START Supplied data

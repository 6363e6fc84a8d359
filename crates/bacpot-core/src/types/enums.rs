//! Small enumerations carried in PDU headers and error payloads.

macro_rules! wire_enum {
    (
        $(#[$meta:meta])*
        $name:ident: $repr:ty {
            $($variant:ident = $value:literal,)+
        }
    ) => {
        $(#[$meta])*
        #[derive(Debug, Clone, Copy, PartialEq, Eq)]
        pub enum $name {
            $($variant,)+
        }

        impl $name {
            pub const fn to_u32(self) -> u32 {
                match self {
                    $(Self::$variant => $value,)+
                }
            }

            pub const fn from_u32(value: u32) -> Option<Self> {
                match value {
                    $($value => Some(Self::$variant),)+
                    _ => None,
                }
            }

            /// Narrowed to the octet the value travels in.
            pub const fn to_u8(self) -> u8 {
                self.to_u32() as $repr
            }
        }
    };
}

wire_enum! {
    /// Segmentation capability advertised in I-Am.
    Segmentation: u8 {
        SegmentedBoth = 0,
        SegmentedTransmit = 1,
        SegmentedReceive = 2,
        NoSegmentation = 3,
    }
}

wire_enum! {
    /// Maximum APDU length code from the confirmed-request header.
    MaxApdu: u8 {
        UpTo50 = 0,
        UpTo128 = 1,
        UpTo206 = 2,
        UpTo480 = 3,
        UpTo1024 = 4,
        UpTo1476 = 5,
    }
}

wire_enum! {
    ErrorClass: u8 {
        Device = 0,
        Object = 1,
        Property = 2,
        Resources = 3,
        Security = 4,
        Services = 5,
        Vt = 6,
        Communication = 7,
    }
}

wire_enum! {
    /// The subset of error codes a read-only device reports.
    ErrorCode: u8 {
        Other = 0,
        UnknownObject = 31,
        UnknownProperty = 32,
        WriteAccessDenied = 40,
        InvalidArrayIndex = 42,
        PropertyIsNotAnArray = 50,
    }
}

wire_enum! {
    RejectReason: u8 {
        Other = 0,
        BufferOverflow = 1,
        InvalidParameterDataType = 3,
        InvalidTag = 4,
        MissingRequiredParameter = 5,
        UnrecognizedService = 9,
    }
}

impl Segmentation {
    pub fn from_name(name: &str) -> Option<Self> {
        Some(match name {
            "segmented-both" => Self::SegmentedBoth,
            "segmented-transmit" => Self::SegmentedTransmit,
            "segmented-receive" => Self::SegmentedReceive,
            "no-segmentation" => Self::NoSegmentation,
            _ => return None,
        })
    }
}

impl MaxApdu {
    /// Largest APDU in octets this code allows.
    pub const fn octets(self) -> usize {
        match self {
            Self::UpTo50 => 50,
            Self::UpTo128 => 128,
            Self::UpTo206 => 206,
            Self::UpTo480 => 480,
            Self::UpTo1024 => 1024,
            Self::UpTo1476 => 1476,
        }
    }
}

END Supplied data
START Supplied data

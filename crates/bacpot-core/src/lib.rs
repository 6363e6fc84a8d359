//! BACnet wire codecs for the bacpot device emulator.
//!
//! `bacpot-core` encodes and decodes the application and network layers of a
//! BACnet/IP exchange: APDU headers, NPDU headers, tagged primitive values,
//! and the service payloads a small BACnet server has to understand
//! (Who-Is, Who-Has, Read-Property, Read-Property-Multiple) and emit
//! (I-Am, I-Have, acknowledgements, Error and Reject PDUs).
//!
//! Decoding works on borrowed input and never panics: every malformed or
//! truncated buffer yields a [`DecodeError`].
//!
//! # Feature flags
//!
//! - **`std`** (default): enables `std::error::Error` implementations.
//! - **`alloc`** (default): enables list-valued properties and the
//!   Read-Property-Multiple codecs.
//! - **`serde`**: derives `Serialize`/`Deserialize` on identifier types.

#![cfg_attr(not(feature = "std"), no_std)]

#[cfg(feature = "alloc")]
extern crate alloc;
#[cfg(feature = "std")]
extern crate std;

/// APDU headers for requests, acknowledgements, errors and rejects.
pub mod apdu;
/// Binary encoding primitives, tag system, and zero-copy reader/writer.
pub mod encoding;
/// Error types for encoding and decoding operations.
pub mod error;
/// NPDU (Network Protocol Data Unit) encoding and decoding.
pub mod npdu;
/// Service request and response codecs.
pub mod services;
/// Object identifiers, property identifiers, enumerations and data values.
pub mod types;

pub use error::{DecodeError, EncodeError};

END Supplied data
START Supplied data

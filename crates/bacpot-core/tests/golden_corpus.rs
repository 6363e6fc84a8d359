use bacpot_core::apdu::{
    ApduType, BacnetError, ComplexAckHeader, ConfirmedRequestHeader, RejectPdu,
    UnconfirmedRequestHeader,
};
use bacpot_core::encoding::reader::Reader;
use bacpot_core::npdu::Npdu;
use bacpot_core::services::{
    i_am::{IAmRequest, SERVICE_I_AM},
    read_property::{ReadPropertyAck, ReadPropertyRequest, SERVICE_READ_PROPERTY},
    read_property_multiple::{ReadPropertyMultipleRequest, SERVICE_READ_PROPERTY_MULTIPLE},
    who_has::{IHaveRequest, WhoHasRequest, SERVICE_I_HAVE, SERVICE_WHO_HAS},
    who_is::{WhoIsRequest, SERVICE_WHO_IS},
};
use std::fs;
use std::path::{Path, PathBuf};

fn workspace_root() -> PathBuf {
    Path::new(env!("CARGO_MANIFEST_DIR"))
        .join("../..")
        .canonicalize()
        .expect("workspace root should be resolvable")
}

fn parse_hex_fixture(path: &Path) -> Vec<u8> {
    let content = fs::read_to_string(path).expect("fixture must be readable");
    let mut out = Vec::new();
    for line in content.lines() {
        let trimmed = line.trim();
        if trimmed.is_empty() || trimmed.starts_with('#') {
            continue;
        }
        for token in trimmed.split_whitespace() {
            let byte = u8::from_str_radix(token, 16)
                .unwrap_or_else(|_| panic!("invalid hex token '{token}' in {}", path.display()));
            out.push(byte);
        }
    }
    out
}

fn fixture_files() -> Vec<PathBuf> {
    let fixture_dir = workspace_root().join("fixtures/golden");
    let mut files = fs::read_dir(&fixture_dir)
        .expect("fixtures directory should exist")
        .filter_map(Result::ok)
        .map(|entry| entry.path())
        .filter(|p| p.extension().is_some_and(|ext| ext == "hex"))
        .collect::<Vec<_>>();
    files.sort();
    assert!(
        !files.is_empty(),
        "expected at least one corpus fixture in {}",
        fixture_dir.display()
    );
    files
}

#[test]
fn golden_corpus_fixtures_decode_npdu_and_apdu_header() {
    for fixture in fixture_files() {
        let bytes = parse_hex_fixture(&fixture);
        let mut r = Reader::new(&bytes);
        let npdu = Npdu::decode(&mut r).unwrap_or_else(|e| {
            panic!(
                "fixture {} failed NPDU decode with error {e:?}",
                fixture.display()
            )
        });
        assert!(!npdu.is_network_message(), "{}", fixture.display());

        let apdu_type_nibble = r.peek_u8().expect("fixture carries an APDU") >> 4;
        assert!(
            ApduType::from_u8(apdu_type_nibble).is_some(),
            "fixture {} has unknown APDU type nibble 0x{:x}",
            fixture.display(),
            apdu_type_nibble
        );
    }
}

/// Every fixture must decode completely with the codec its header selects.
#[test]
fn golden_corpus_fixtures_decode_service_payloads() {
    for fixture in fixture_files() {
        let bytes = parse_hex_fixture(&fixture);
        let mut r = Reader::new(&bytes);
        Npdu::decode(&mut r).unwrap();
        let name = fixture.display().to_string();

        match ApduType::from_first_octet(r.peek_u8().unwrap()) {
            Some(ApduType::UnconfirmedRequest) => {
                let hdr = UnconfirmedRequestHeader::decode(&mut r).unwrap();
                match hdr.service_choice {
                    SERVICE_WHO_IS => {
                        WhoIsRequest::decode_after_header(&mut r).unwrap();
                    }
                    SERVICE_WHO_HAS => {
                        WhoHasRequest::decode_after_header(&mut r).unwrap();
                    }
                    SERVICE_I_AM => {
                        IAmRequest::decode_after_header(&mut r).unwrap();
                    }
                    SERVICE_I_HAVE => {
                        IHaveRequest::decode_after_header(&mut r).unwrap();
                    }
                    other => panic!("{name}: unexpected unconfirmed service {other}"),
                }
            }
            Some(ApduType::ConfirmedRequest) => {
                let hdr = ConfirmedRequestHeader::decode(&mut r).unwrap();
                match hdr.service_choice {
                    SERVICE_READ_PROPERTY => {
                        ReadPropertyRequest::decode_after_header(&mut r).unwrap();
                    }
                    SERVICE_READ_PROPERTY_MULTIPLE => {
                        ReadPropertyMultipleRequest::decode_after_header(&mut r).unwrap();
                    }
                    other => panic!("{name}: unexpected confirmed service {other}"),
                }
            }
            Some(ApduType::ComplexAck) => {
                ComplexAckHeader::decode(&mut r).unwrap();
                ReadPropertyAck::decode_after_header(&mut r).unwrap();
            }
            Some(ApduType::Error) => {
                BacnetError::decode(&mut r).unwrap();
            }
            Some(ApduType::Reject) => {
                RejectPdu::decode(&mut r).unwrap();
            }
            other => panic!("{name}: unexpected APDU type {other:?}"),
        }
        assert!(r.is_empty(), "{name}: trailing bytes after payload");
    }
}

END Supplied data

Task directions – From the listing above, give the number of lines in which the word "values" occurs, and nothing else.

Answer area – 2